//! Filming-location row validation.

use serde::Serialize;
use tracing::{debug, info};

use filmloc_core::{Error, LocationRecord, Result, RowKind};

use crate::rows::{present, RawLocationRow};

/// Validated location records plus the count of rows that were rejected.
#[derive(Debug, Clone, Default, Serialize)]
pub struct LocationBatch {
    pub records: Vec<LocationRecord>,
    pub rejected: usize,
}

/// Validate one location row. A row without a location string or a title
/// cannot become a record; an unreadable year is simply dropped.
pub fn location_record(row_index: usize, row: &RawLocationRow) -> Result<LocationRecord> {
    let raw_location = present(&row.raw_location)
        .ok_or_else(|| Error::malformed(RowKind::Location, row_index, "missing location"))?;
    let title = present(&row.title)
        .ok_or_else(|| Error::malformed(RowKind::Location, row_index, "missing title"))?;

    Ok(LocationRecord {
        raw_location: raw_location.to_string(),
        title: title.to_string(),
        year: row.year.as_ref().and_then(|y| y.to_i32()),
    })
}

/// Validate all location rows, keeping input order.
pub fn load_locations(rows: &[RawLocationRow]) -> LocationBatch {
    let mut batch = LocationBatch::default();
    for (idx, row) in rows.iter().enumerate() {
        match location_record(idx, row) {
            Ok(record) => batch.records.push(record),
            Err(e) => {
                debug!("{}", e);
                batch.rejected += 1;
            }
        }
    }
    info!(
        "Locations: {} records, {} rejected",
        batch.records.len(),
        batch.rejected
    );
    batch
}
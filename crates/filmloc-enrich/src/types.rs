//! Enrichment output types.

use serde::{Deserialize, Serialize};

use filmloc_core::MatchTier;

/// A location record joined with its geocode and movie metadata.
///
/// Geocode fields are populated exactly when `match_tier` is not
/// `unmatched`. Metadata fields are always present and null when the title
/// had no metadata.
#[derive(Debug, Clone, PartialEq, Serialize, Deserialize)]
pub struct EnrichedRecord {
    pub raw_location: String,
    pub title: String,
    pub year: Option<i32>,
    pub release_decade: Option<i32>,
    pub matched_address: Option<String>,
    pub latitude: Option<f64>,
    pub longitude: Option<f64>,
    pub neighborhood: Option<String>,
    pub match_tier: MatchTier,
    pub match_score: Option<f64>,
    pub genre: Option<String>,
    pub rating: Option<String>,
    pub plot: Option<String>,
    pub poster_url: Option<String>,
}

impl EnrichedRecord {
    pub fn has_geocode(&self) -> bool {
        self.latitude.is_some() && self.longitude.is_some()
    }
}

/// Result of enriching a batch.
#[derive(Debug, Clone, Default, Serialize)]
pub struct EnrichmentReport {
    pub records: usize,
    #[serde(rename = "withGeocode")]
    pub with_geocode: usize,
    #[serde(rename = "withNeighborhood")]
    pub with_neighborhood: usize,
    #[serde(rename = "withMetadata")]
    pub with_metadata: usize,
    /// Distinct titles with no metadata row, sorted.
    #[serde(rename = "titlesWithoutMetadata")]
    pub titles_without_metadata: Vec<String>,
}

::::::::

Task goal – Repeat each entry word for word.

Result below –
//! Filming-location row validation.

use serde::Serialize;
use tracing::{debug, info};

use filmloc_core::{Error, LocationRecord, Result, RowKind};

use crate::rows::{present, RawLocationRow};

/// Validated location records plus the count of rows that were rejected.
#[derive(Debug, Clone, Default, Serialize)]
pub struct LocationBatch {
    pub records: Vec<LocationRecord>,
    pub rejected: usize,
}

/// Validate one location row. A row without a location string or a title
/// cannot become a record; an unreadable year is simply dropped.
pub fn location_record(row_index: usize, row: &RawLocationRow) -> Result<LocationRecord> {
    let raw_location = present(&row.raw_location)
        .ok_or_else(|| Error::malformed(RowKind::Location, row_index, "missing location"))?;
    let title = present(&row.title)
        .ok_or_else(|| Error::malformed(RowKind::Location, row_index, "missing title"))?;

    Ok(LocationRecord {
        raw_location: raw_location.to_string(),
        title: title.to_string(),
        year: row.year.as_ref().and_then(|y| y.to_i32()),
    })
}

/// Validate all location rows, keeping input order.
pub fn load_locations(rows: &[RawLocationRow]) -> LocationBatch {
    let mut batch = LocationBatch::default();
    for (idx, row) in rows.iter().enumerate() {
        match location_record(idx, row) {
            Ok(record) => batch.records.push(record),
            Err(e) => {
                debug!("{}", e);
                batch.rejected += 1;
            }
        }
    }
    info!(
        "Locations: {} records, {} rejected",
        batch.records.len(),
        batch.rejected
    );
    batch
}
filename crates/filmloc-enrich/src/types.rs
//! Enrichment output types.

use serde::{Deserialize, Serialize};

use filmloc_core::MatchTier;

/// A location record joined with its geocode and movie metadata.
///
/// Geocode fields are populated exactly when `match_tier` is not
/// `unmatched`. Metadata fields are always present and null when the title
/// had no metadata.
#[derive(Debug, Clone, PartialEq, Serialize, Deserialize)]
pub struct EnrichedRecord {
    pub raw_location: String,
    pub title: String,
    pub year: Option<i32>,
    pub release_decade: Option<i32>,
    pub matched_address: Option<String>,
    pub latitude: Option<f64>,
    pub longitude: Option<f64>,
    pub neighborhood: Option<String>,
    pub match_tier: MatchTier,
    pub match_score: Option<f64>,
    pub genre: Option<String>,
    pub rating: Option<String>,
    pub plot: Option<String>,
    pub poster_url: Option<String>,
}

impl EnrichedRecord {
    pub fn has_geocode(&self) -> bool {
        self.latitude.is_some() && self.longitude.is_some()
    }
}

/// Result of enriching a batch.
#[derive(Debug, Clone, Default, Serialize)]
pub struct EnrichmentReport {
    pub records: usize,
    #[serde(rename = "withGeocode")]
    pub with_geocode: usize,
    #[serde(rename = "withNeighborhood")]
    pub with_neighborhood: usize,
    #[serde(rename = "withMetadata")]
    pub with_metadata: usize,
    /// Distinct titles with no metadata row, sorted.
    #[serde(rename = "titlesWithoutMetadata")]
    pub titles_without_metadata: Vec<String>,
}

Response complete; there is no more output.